Start of Records for the task

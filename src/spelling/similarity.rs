//! Block-matching string similarity.
//!
//! The similarity of two strings is `2 * M / T`, where `T` is their combined
//! length in characters and `M` is the number of characters covered by the
//! matching blocks found as follows: take the longest common contiguous block,
//! then recurse on the pieces to its left and to its right. Identical strings
//! score 1.0 (two empty strings included) and strings sharing no character
//! score 0.0.
//!
//! The score is not symmetric. `a` is the query and `b` the candidate; only
//! `b` is indexed. When `b` has 200 or more characters, characters occurring
//! in more than 1% of its positions are left out of the index ("popular"
//! characters). They can still extend a block found through other characters
//! but never start one.
//!
//! Two cheap upper bounds, [`SequenceMatcher::real_quick_ratio`] and
//! [`SequenceMatcher::quick_ratio`], allow skipping candidates that cannot beat
//! a known score.
//!
//! # Examples
//!
//! ```
//! use gutensearch::spelling::similarity::SequenceMatcher;
//!
//! let a: Vec<char> = "fsh".chars().collect();
//! let b: Vec<char> = "fish".chars().collect();
//! let matcher = SequenceMatcher::new(&a, &b);
//! assert!((matcher.ratio() - 6.0 / 7.0).abs() < 1e-12);
//! ```

use ahash::AHashMap;

/// Candidates at least this long get popular characters pruned from the index.
const POPULAR_MIN_LEN: usize = 200;

/// A block of `size` characters shared by `a[a..a + size]` and `b[b..b + size]`.
#[derive(Debug, Clone, Copy, PartialEq, Eq, PartialOrd, Ord)]
pub struct Match {
    pub a: usize,
    pub b: usize,
    pub size: usize,
}

/// Compares one query sequence against one candidate sequence.
pub struct SequenceMatcher<'a> {
    a: &'a [char],
    b: &'a [char],
    /// Positions of every non-popular character of `b`, ascending.
    b2j: AHashMap<char, Vec<usize>>,
}

impl<'a> SequenceMatcher<'a> {
    /// Index `b` and prepare to compare it with `a`.
    pub fn new(a: &'a [char], b: &'a [char]) -> Self {
        let mut b2j: AHashMap<char, Vec<usize>> = AHashMap::new();
        for (j, &c) in b.iter().enumerate() {
            b2j.entry(c).or_default().push(j);
        }

        if b.len() >= POPULAR_MIN_LEN {
            let limit = b.len() / 100 + 1;
            b2j.retain(|_, positions| positions.len() <= limit);
        }

        SequenceMatcher { a, b, b2j }
    }

    /// Longest matching block in `a[alo..ahi]` and `b[blo..bhi]`.
    ///
    /// Among blocks of maximal size, the one starting earliest in `a` wins,
    /// and of those the one starting earliest in `b`. A zero-sized match at
    /// `(alo, blo)` means the ranges share nothing.
    pub fn find_longest_match(&self, alo: usize, ahi: usize, blo: usize, bhi: usize) -> Match {
        let (a, b) = (self.a, self.b);
        let (mut best_i, mut best_j, mut best_size) = (alo, blo, 0);

        // j2len[j] = length of the block ending at a[i - 1] and b[j]
        let mut j2len: AHashMap<usize, usize> = AHashMap::new();
        for (i, c) in a.iter().enumerate().take(ahi).skip(alo) {
            let mut new_j2len: AHashMap<usize, usize> = AHashMap::new();
            if let Some(positions) = self.b2j.get(c) {
                for &j in positions {
                    if j < blo {
                        continue;
                    }
                    if j >= bhi {
                        break;
                    }
                    let k = j
                        .checked_sub(1)
                        .and_then(|prev| j2len.get(&prev))
                        .copied()
                        .unwrap_or(0)
                        + 1;
                    new_j2len.insert(j, k);
                    if k > best_size {
                        best_i = i + 1 - k;
                        best_j = j + 1 - k;
                        best_size = k;
                    }
                }
            }
            j2len = new_j2len;
        }

        // Popular characters are missing from the index; let them widen the block.
        while best_i > alo && best_j > blo && a[best_i - 1] == b[best_j - 1] {
            best_i -= 1;
            best_j -= 1;
            best_size += 1;
        }
        while best_i + best_size < ahi
            && best_j + best_size < bhi
            && a[best_i + best_size] == b[best_j + best_size]
        {
            best_size += 1;
        }

        Match {
            a: best_i,
            b: best_j,
            size: best_size,
        }
    }

    /// All matching blocks, ascending, adjacent blocks merged, terminated by
    /// the sentinel `Match { a: a.len(), b: b.len(), size: 0 }`.
    pub fn matching_blocks(&self) -> Vec<Match> {
        let mut blocks = self.raw_blocks();
        blocks.sort_unstable();

        let mut merged: Vec<Match> = Vec::with_capacity(blocks.len() + 1);
        for block in blocks {
            match merged.last_mut() {
                Some(last) if last.a + last.size == block.a && last.b + last.size == block.b => {
                    last.size += block.size;
                }
                _ => merged.push(block),
            }
        }
        merged.push(Match {
            a: self.a.len(),
            b: self.b.len(),
            size: 0,
        });
        merged
    }

    /// Similarity in `[0.0, 1.0]`.
    pub fn ratio(&self) -> f64 {
        let matches: usize = self.raw_blocks().iter().map(|m| m.size).sum();
        ratio_of(matches, self.a.len() + self.b.len())
    }

    /// Upper bound on [`ratio`](Self::ratio) counting shared characters,
    /// regardless of their order.
    pub fn quick_ratio(&self) -> f64 {
        quick_ratio(self.a, self.b)
    }

    /// Upper bound on [`quick_ratio`](Self::quick_ratio) from the lengths alone.
    pub fn real_quick_ratio(&self) -> f64 {
        real_quick_ratio(self.a.len(), self.b.len())
    }

    /// Matching blocks in discovery order, unmerged.
    fn raw_blocks(&self) -> Vec<Match> {
        let mut blocks = Vec::new();
        let mut pending = vec![(0, self.a.len(), 0, self.b.len())];

        while let Some((alo, ahi, blo, bhi)) = pending.pop() {
            let m = self.find_longest_match(alo, ahi, blo, bhi);
            if m.size == 0 {
                continue;
            }
            if alo < m.a && blo < m.b {
                pending.push((alo, m.a, blo, m.b));
            }
            if m.a + m.size < ahi && m.b + m.size < bhi {
                pending.push((m.a + m.size, ahi, m.b + m.size, bhi));
            }
            blocks.push(m);
        }

        blocks
    }
}

/// `2 * matches / length`, with two empty strings counting as identical.
fn ratio_of(matches: usize, length: usize) -> f64 {
    if length == 0 {
        1.0
    } else {
        2.0 * matches as f64 / length as f64
    }
}

/// Upper bound on the similarity of `a` and `b` from their multiset overlap.
pub fn quick_ratio(a: &[char], b: &[char]) -> f64 {
    let mut available: AHashMap<char, usize> = AHashMap::new();
    for &c in b {
        *available.entry(c).or_insert(0) += 1;
    }

    let mut matches = 0;
    for c in a {
        if let Some(left) = available.get_mut(c) {
            if *left > 0 {
                *left -= 1;
                matches += 1;
            }
        }
    }

    ratio_of(matches, a.len() + b.len())
}

/// Upper bound on the similarity of two strings of the given lengths.
pub fn real_quick_ratio(a_len: usize, b_len: usize) -> f64 {
    ratio_of(a_len.min(b_len), a_len + b_len)
}

/// Similarity of `query` against `candidate`.
pub fn similarity(query: &str, candidate: &str) -> f64 {
    let a: Vec<char> = query.chars().collect();
    let b: Vec<char> = candidate.chars().collect();
    SequenceMatcher::new(&a, &b).ratio()
}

End of Records for the task

* [Problem statement] Please copy out the preceding data in full, exactly as written.

* [Answer to the problem]
filename src/spelling/similarity.rs
//! Block-matching string similarity.
//!
//! The similarity of two strings is `2 * M / T`, where `T` is their combined
//! length in characters and `M` is the number of characters covered by the
//! matching blocks found as follows: take the longest common contiguous block,
//! then recurse on the pieces to its left and to its right. Identical strings
//! score 1.0 (two empty strings included) and strings sharing no character
//! score 0.0.
//!
//! The score is not symmetric. `a` is the query and `b` the candidate; only
//! `b` is indexed. When `b` has 200 or more characters, characters occurring
//! in more than 1% of its positions are left out of the index ("popular"
//! characters). They can still extend a block found through other characters
//! but never start one.
//!
//! Two cheap upper bounds, [`SequenceMatcher::real_quick_ratio`] and
//! [`SequenceMatcher::quick_ratio`], allow skipping candidates that cannot beat
//! a known score.
//!
//! # Examples
//!
//! ```
//! use gutensearch::spelling::similarity::SequenceMatcher;
//!
//! let a: Vec<char> = "fsh".chars().collect();
//! let b: Vec<char> = "fish".chars().collect();
//! let matcher = SequenceMatcher::new(&a, &b);
//! assert!((matcher.ratio() - 6.0 / 7.0).abs() < 1e-12);
//! ```

use ahash::AHashMap;

/// Candidates at least this long get popular characters pruned from the index.
const POPULAR_MIN_LEN: usize = 200;

/// A block of `size` characters shared by `a[a..a + size]` and `b[b..b + size]`.
#[derive(Debug, Clone, Copy, PartialEq, Eq, PartialOrd, Ord)]
pub struct Match {
    pub a: usize,
    pub b: usize,
    pub size: usize,
}

/// Compares one query sequence against one candidate sequence.
pub struct SequenceMatcher<'a> {
    a: &'a [char],
    b: &'a [char],
    /// Positions of every non-popular character of `b`, ascending.
    b2j: AHashMap<char, Vec<usize>>,
}

impl<'a> SequenceMatcher<'a> {
    /// Index `b` and prepare to compare it with `a`.
    pub fn new(a: &'a [char], b: &'a [char]) -> Self {
        let mut b2j: AHashMap<char, Vec<usize>> = AHashMap::new();
        for (j, &c) in b.iter().enumerate() {
            b2j.entry(c).or_default().push(j);
        }

        if b.len() >= POPULAR_MIN_LEN {
            let limit = b.len() / 100 + 1;
            b2j.retain(|_, positions| positions.len() <= limit);
        }

        SequenceMatcher { a, b, b2j }
    }

    /// Longest matching block in `a[alo..ahi]` and `b[blo..bhi]`.
    ///
    /// Among blocks of maximal size, the one starting earliest in `a` wins,
    /// and of those the one starting earliest in `b`. A zero-sized match at
    /// `(alo, blo)` means the ranges share nothing.
    pub fn find_longest_match(&self, alo: usize, ahi: usize, blo: usize, bhi: usize) -> Match {
        let (a, b) = (self.a, self.b);
        let (mut best_i, mut best_j, mut best_size) = (alo, blo, 0);

        // j2len[j] = length of the block ending at a[i - 1] and b[j]
        let mut j2len: AHashMap<usize, usize> = AHashMap::new();
        for (i, c) in a.iter().enumerate().take(ahi).skip(alo) {
            let mut new_j2len: AHashMap<usize, usize> = AHashMap::new();
            if let Some(positions) = self.b2j.get(c) {
                for &j in positions {
                    if j < blo {
                        continue;
                    }
                    if j >= bhi {
                        break;
                    }
                    let k = j
                        .checked_sub(1)
                        .and_then(|prev| j2len.get(&prev))
                        .copied()
                        .unwrap_or(0)
                        + 1;
                    new_j2len.insert(j, k);
                    if k > best_size {
                        best_i = i + 1 - k;
                        best_j = j + 1 - k;
                        best_size = k;
                    }
                }
            }
            j2len = new_j2len;
        }

        // Popular characters are missing from the index; let them widen the block.
        while best_i > alo && best_j > blo && a[best_i - 1] == b[best_j - 1] {
            best_i -= 1;
            best_j -= 1;
            best_size += 1;
        }
        while best_i + best_size < ahi
            && best_j + best_size < bhi
            && a[best_i + best_size] == b[best_j + best_size]
        {
            best_size += 1;
        }

        Match {
            a: best_i,
            b: best_j,
            size: best_size,
        }
    }

    /// All matching blocks, ascending, adjacent blocks merged, terminated by
    /// the sentinel `Match { a: a.len(), b: b.len(), size: 0 }`.
    pub fn matching_blocks(&self) -> Vec<Match> {
        let mut blocks = self.raw_blocks();
        blocks.sort_unstable();

        let mut merged: Vec<Match> = Vec::with_capacity(blocks.len() + 1);
        for block in blocks {
            match merged.last_mut() {
                Some(last) if last.a + last.size == block.a && last.b + last.size == block.b => {
                    last.size += block.size;
                }
                _ => merged.push(block),
            }
        }
        merged.push(Match {
            a: self.a.len(),
            b: self.b.len(),
            size: 0,
        });
        merged
    }

    /// Similarity in `[0.0, 1.0]`.
    pub fn ratio(&self) -> f64 {
        let matches: usize = self.raw_blocks().iter().map(|m| m.size).sum();
        ratio_of(matches, self.a.len() + self.b.len())
    }

    /// Upper bound on [`ratio`](Self::ratio) counting shared characters,
    /// regardless of their order.
    pub fn quick_ratio(&self) -> f64 {
        quick_ratio(self.a, self.b)
    }

    /// Upper bound on [`quick_ratio`](Self::quick_ratio) from the lengths alone.
    pub fn real_quick_ratio(&self) -> f64 {
        real_quick_ratio(self.a.len(), self.b.len())
    }

    /// Matching blocks in discovery order, unmerged.
    fn raw_blocks(&self) -> Vec<Match> {
        let mut blocks = Vec::new();
        let mut pending = vec![(0, self.a.len(), 0, self.b.len())];

        while let Some((alo, ahi, blo, bhi)) = pending.pop() {
            let m = self.find_longest_match(alo, ahi, blo, bhi);
            if m.size == 0 {
                continue;
            }
            if alo < m.a && blo < m.b {
                pending.push((alo, m.a, blo, m.b));
            }
            if m.a + m.size < ahi && m.b + m.size < bhi {
                pending.push((m.a + m.size, ahi, m.b + m.size, bhi));
            }
            blocks.push(m);
        }

        blocks
    }
}

/// `2 * matches / length`, with two empty strings counting as identical.
fn ratio_of(matches: usize, length: usize) -> f64 {
    if length == 0 {
        1.0
    } else {
        2.0 * matches as f64 / length as f64
    }
}

/// Upper bound on the similarity of `a` and `b` from their multiset overlap.
pub fn quick_ratio(a: &[char], b: &[char]) -> f64 {
    let mut available: AHashMap<char, usize> = AHashMap::new();
    for &c in b {
        *available.entry(c).or_insert(0) += 1;
    }

    let mut matches = 0;
    for c in a {
        if let Some(left) = available.get_mut(c) {
            if *left > 0 {
                *left -= 1;
                matches += 1;
            }
        }
    }

    ratio_of(matches, a.len() + b.len())
}

/// Upper bound on the similarity of two strings of the given lengths.
pub fn real_quick_ratio(a_len: usize, b_len: usize) -> f64 {
    ratio_of(a_len.min(b_len), a_len + b_len)
}

/// Similarity of `query` against `candidate`.
pub fn similarity(query: &str, candidate: &str) -> f64 {
    let a: Vec<char> = query.chars().collect();
    let b: Vec<char> = candidate.chars().collect();
    SequenceMatcher::new(&a, &b).ratio()
}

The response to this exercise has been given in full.